> What is being asked
The required output is the lines below from the line containing "filename src/installer.rs" to the line containing "PUT; failures are", inclusive, retyped exactly. No other lines belong in it.

[Saved data entries]
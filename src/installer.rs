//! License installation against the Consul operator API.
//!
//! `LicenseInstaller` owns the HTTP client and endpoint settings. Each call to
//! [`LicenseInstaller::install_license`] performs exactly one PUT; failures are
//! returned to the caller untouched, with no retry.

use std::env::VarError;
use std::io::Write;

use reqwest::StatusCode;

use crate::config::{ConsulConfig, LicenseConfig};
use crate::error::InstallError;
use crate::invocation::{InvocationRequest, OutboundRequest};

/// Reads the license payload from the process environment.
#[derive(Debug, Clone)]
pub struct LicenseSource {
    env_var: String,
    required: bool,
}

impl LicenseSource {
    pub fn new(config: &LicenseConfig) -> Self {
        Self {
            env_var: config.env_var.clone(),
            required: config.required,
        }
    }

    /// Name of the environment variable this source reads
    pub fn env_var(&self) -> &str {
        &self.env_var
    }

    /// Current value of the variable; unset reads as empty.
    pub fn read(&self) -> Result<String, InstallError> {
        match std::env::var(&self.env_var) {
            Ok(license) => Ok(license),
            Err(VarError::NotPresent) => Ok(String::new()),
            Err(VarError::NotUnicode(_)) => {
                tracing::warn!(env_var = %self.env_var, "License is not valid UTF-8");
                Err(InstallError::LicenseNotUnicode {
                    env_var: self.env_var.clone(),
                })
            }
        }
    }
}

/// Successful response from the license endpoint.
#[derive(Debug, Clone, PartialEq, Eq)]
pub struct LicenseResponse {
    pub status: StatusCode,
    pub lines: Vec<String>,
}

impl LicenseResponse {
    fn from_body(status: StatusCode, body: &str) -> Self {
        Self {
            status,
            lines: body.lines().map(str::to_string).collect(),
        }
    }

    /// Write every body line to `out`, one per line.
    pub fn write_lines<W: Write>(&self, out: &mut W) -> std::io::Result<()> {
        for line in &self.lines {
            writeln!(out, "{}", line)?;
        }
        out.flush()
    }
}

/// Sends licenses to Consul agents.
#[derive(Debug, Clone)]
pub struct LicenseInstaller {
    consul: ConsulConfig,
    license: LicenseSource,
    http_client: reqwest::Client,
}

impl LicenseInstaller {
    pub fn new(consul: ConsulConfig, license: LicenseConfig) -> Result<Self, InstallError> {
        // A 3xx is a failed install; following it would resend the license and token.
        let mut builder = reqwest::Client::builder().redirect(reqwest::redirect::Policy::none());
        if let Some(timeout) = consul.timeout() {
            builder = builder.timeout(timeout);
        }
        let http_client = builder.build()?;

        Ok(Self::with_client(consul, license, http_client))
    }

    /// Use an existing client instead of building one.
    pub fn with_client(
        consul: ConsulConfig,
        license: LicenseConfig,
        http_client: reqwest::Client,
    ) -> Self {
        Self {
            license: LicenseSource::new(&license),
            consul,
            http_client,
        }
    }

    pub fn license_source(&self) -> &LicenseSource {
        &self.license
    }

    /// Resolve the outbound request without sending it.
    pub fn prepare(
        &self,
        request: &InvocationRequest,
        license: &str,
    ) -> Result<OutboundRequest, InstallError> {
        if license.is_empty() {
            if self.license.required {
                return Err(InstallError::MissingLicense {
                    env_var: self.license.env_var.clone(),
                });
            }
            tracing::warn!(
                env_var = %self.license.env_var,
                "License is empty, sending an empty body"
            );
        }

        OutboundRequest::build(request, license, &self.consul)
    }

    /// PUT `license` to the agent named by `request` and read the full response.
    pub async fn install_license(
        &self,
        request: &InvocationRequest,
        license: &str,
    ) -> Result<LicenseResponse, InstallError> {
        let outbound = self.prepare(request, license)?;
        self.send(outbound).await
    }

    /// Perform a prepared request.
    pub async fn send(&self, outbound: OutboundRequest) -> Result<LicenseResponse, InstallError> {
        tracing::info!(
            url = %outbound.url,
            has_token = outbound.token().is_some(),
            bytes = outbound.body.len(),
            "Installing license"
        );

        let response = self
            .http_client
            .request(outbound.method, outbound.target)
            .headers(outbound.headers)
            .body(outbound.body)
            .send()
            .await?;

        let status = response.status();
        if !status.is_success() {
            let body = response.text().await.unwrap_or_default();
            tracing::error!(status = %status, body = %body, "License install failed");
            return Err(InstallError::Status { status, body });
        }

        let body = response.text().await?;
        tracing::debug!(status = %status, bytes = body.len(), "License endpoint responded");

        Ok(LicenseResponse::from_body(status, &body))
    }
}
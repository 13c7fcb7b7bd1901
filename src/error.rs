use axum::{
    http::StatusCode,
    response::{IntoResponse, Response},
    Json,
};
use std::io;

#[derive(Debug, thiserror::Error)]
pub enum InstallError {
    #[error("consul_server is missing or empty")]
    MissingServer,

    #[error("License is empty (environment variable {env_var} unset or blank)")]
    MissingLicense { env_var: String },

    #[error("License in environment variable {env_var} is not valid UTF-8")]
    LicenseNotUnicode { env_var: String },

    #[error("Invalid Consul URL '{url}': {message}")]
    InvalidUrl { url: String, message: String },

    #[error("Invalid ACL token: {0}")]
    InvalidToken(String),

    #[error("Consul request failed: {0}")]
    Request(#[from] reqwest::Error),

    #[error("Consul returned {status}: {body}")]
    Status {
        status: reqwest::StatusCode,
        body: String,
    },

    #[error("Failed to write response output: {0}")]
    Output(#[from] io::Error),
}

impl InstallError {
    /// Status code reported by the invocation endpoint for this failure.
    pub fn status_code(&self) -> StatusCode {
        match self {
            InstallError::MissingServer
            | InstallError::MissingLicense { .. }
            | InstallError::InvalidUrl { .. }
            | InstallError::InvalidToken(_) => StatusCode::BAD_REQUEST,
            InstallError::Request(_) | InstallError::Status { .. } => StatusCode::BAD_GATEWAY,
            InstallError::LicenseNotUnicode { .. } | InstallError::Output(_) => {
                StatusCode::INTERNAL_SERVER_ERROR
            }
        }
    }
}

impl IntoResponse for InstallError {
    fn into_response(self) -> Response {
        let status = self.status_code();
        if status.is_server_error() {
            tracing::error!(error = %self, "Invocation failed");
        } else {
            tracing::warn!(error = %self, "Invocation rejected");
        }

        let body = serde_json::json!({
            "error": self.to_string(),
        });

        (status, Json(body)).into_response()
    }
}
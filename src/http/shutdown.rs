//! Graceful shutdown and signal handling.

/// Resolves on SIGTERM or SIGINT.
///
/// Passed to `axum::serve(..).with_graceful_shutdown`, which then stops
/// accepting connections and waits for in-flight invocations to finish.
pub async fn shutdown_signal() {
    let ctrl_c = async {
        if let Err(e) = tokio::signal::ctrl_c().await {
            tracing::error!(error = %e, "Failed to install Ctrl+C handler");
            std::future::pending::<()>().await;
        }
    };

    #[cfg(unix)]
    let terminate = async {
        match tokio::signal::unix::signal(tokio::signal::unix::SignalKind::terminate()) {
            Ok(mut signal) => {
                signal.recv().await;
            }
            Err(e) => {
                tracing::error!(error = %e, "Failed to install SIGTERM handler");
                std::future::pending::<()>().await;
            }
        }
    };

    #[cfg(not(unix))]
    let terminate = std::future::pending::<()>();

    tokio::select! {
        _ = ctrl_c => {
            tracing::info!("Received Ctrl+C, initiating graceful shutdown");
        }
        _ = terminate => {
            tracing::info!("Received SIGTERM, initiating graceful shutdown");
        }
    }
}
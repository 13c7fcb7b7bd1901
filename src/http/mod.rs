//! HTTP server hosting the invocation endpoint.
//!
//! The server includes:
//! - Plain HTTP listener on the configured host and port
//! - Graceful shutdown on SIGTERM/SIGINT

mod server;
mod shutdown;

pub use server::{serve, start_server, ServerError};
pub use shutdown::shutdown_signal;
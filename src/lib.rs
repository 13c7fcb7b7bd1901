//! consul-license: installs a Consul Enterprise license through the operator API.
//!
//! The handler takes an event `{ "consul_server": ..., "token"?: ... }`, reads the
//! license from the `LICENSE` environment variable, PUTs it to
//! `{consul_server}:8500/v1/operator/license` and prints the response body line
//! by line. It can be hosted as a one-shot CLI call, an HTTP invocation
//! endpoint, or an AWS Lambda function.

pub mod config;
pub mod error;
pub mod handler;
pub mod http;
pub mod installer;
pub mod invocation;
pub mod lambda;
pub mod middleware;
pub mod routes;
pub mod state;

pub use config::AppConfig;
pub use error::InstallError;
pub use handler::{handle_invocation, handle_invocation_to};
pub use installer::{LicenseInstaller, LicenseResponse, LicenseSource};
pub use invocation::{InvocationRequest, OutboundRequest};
==
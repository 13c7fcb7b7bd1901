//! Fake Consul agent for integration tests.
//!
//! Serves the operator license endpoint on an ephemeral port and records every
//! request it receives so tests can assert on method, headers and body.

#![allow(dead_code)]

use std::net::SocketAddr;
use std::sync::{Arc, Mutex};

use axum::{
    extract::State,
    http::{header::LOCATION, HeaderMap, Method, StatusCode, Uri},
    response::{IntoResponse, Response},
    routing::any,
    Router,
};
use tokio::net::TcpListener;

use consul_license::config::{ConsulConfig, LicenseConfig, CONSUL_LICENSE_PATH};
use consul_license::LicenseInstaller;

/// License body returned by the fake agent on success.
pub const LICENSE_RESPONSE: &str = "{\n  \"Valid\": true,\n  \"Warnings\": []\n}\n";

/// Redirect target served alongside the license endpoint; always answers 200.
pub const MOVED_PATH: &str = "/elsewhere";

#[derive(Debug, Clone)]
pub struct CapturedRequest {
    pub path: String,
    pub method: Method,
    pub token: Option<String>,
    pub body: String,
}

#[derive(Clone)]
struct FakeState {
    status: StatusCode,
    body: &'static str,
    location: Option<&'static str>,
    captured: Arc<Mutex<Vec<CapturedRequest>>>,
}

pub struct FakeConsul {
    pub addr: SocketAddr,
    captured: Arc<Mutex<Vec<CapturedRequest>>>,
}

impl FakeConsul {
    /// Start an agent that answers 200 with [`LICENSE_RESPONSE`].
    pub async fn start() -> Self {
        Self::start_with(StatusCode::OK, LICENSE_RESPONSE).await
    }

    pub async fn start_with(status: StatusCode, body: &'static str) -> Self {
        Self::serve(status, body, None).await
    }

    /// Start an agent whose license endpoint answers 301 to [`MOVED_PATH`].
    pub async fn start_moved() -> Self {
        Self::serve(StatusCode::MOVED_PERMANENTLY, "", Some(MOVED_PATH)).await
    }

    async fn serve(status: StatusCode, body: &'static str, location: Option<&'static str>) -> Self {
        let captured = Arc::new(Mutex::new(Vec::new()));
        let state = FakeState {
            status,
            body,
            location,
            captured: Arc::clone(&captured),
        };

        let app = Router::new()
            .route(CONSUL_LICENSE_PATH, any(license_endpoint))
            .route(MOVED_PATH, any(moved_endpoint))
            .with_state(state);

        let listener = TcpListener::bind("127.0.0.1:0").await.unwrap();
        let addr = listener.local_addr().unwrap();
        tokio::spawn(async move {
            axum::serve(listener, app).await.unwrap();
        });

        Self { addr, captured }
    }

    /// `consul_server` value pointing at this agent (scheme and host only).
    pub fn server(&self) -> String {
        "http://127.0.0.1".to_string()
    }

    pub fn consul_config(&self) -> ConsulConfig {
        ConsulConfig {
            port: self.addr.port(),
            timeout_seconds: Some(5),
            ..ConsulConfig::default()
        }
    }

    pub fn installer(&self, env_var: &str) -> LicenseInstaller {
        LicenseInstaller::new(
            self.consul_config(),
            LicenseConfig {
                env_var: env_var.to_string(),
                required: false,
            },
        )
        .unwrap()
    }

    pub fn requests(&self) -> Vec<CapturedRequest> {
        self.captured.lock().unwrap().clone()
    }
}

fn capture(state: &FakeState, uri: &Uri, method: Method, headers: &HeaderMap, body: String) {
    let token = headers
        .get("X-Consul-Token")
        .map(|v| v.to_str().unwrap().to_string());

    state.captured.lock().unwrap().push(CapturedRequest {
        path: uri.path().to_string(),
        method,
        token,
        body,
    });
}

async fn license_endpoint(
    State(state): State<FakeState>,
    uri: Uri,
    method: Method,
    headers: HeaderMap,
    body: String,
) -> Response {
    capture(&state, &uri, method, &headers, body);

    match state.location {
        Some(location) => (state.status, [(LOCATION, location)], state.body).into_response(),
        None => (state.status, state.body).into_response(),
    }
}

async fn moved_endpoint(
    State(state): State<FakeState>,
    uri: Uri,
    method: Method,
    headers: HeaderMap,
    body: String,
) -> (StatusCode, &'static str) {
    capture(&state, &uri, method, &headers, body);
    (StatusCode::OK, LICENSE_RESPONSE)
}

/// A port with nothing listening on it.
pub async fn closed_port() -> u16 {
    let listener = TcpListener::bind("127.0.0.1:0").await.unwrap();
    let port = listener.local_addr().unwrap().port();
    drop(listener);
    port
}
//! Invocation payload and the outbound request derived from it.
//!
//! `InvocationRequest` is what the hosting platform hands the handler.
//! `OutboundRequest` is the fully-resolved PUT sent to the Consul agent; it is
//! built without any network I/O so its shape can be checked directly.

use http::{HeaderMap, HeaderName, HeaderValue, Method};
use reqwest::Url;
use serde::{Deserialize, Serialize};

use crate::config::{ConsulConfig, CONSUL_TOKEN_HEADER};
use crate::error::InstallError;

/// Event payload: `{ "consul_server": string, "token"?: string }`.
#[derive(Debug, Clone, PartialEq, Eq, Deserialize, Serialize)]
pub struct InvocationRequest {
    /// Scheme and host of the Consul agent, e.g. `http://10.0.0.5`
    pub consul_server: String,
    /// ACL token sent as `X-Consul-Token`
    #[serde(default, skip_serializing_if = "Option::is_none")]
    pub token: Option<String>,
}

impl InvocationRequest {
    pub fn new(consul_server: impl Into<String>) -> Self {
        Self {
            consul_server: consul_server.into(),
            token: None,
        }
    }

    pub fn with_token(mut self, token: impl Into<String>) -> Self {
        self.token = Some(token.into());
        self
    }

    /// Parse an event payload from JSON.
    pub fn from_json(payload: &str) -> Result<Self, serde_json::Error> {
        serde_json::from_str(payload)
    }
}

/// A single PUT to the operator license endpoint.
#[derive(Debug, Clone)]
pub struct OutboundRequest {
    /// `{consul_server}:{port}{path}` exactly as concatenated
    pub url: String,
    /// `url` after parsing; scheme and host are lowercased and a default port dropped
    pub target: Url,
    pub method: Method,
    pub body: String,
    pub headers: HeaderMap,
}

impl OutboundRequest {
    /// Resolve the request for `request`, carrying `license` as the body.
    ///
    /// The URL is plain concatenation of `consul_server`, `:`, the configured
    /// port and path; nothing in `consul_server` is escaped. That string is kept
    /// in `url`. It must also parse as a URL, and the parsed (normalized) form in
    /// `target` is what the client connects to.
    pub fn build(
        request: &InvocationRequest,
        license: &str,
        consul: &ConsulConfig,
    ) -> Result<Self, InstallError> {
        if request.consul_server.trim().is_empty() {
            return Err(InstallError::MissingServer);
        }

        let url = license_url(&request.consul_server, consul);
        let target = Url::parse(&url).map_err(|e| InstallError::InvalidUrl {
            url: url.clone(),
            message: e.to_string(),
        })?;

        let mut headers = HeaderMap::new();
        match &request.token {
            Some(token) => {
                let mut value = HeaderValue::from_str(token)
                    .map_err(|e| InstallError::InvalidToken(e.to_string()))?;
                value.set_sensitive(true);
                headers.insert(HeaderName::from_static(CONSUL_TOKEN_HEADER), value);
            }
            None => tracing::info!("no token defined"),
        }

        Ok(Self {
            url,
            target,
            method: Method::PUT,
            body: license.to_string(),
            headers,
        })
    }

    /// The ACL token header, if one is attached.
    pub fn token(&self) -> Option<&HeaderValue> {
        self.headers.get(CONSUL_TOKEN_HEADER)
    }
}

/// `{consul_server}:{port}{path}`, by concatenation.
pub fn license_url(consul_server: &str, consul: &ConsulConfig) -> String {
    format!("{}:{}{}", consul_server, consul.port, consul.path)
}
--
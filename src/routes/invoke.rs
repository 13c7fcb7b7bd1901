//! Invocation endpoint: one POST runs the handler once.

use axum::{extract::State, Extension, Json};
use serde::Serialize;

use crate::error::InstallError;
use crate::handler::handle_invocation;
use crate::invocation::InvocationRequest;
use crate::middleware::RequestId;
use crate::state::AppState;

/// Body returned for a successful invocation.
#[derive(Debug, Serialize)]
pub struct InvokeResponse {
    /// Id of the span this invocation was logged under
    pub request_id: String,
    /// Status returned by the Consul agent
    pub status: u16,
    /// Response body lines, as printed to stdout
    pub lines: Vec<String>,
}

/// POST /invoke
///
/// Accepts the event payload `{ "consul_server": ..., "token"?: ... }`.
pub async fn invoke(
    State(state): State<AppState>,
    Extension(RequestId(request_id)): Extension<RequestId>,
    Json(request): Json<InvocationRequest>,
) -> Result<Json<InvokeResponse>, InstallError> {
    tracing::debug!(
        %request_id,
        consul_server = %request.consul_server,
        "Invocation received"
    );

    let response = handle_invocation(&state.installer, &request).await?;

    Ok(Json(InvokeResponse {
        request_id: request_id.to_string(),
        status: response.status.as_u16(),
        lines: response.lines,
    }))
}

> Output of the exercise
filename src/installer.rs
//! License installation against the Consul operator API.
//!
//! `LicenseInstaller` owns the HTTP client and endpoint settings. Each call to
//! [`LicenseInstaller::install_license`] performs exactly one PUT; failures are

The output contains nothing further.